Rev. George Miller
1 Peter 2:1-10
“Rocks of Life”
May 11, 2014
Picture this: the people of Israel have been wandering the wilderness for 40 years. They’ve faced trials, tribulations, topes and times of scarcity. Right before they enter the Promised Land, Moses gathers them and (according to Deuteronomy 32) he speaks these words:
The Lord is your mighty defender,
perfect and just in all his ways...
Think of the past, of the time long ago;
ask your fathers to tell you what happened…
(Of how God)...
found them wandering through the desert,
a desolate, wind-swept wilderness.
He protected them and cared for them,
as he would protect himself.
Like an eagle teaching its young to fly,
catching them safely on its spreading wings,
the Lord kept Israel from falling.
They found wild honey among the rocks;
their olive trees flourished in stony ground…
The claim of finding honey among the rocks reminds me of today’s reading and the notion of spiritual milk that’s provided by Christ, the living stone.
I remember as a kid when my friends and I would gather stones and break them open to see what was inside. Not once did we ever find milk or honey.

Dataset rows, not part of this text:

use anyhow::Result;
use claims_core::config::DeliveryConfig;
use std::sync::Arc;
use std::time::Duration;
use tokio::task::JoinHandle;

use crate::channel::{DeliveryChannel, OutboundMessage};
use crate::email::EmailDelivery;
use crate::sms::SmsDelivery;

/// Fire-and-forget front for the email and SMS channels.
///
/// Every dispatch runs on its own task bounded by the channel timeout. Failures
/// and timeouts are logged inside that task and never reach the caller. The
/// returned handle exists for tests; production callers drop it.
#[derive(Clone)]
pub struct Dispatcher {
    email: Arc<dyn DeliveryChannel>,
    sms: Arc<dyn DeliveryChannel>,
    email_timeout: Duration,
    sms_timeout: Duration,
}

impl Dispatcher {
    pub fn new(
        email: Arc<dyn DeliveryChannel>,
        sms: Arc<dyn DeliveryChannel>,
        email_timeout: Duration,
        sms_timeout: Duration,
    ) -> Self {
        Self {
            email,
            sms,
            email_timeout,
            sms_timeout,
        }
    }

    pub fn from_config(config: &DeliveryConfig) -> Result<Self> {
        Ok(Self::new(
            Arc::new(EmailDelivery::new(config)?),
            Arc::new(SmsDelivery::new(config)?),
            config.email_timeout(),
            config.sms_timeout(),
        ))
    }

    pub fn dispatch_email(&self, to: &str, message: &Arc<OutboundMessage>) -> Option<JoinHandle<()>> {
        spawn_delivery(self.email.clone(), to, message.clone(), self.email_timeout)
    }

    pub fn dispatch_sms(&self, to: &str, message: &Arc<OutboundMessage>) -> Option<JoinHandle<()>> {
        spawn_delivery(self.sms.clone(), to, message.clone(), self.sms_timeout)
    }
}

fn spawn_delivery(
    channel: Arc<dyn DeliveryChannel>,
    target: &str,
    message: Arc<OutboundMessage>,
    limit: Duration,
) -> Option<JoinHandle<()>> {
    if !channel.is_configured() {
        tracing::debug!("{} not configured, skipping {} notification", channel.name(), channel.name());
        return None;
    }

    let target = target.to_string();
    Some(tokio::spawn(async move {
        match tokio::time::timeout(limit, channel.send(&target, &message)).await {
            Ok(Ok(())) => {
                tracing::debug!("{} delivered to {}: {}", channel.name(), target, message.subject);
            }
            Ok(Err(e)) => {
                tracing::error!("Error sending {} to {}: {}", channel.name(), target, e);
            }
            Err(_) => {
                tracing::warn!(
                    "{} to {} timed out after {:?}, dropping",
                    channel.name(),
                    target,
                    limit
                );
            }
        }
    }))
}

The beaches on the north shore of Long Island are covered in jagged stones. I don’t recall seeing olive trees flourishing there but I do recall how the stony ground was no fun to walk barefoot on.
There was one time when I was about 7 playing in the Atlantic Ocean and I stepped into the water and felt an unbearable pain rip through my foot.
I thought a crab or a shark had grabbed a hold of me and my father rushed into the waves to drag me out of the water.
Turns out it wasn’t a crab or a shark but a glob of tar with stones and spikes sticking out of it that I had stepped onto and pierced the sole of my foot.
So I know that stones are not always pleasant; they can be painful…could that perhaps be part of the point that today’s scripture is trying to make?
1 Peter was written for a community of people who feel lost, who are facing challenges and need a reminder that God has not forgotten them.
They are Christians, a teeny tiny group of folk who are looked down upon and viewed as a dangerous cult of trouble makers and evil doers.
Under Roman rule, some of them have been jailed, others murdered. To save their lives and to keep their faith some of them go into hiding, others move into a new land.
They have a mix of emotions; they may be physically safe but they feel lost; they know they don’t belong where they’re at.
They may have a house; but they do not feel like they are home.
On one foot these Christians are experiencing the joy that new life in Christ brings, but on the other foot they are also experiencing the social and emotional owies that come from walking bare footed on a rocky beach.
It would be so easy to lose one’s faith. It would have been easier to just go back from where they came and say “You know what, I was wrong about the whole Christ-thing. Let’s start over.”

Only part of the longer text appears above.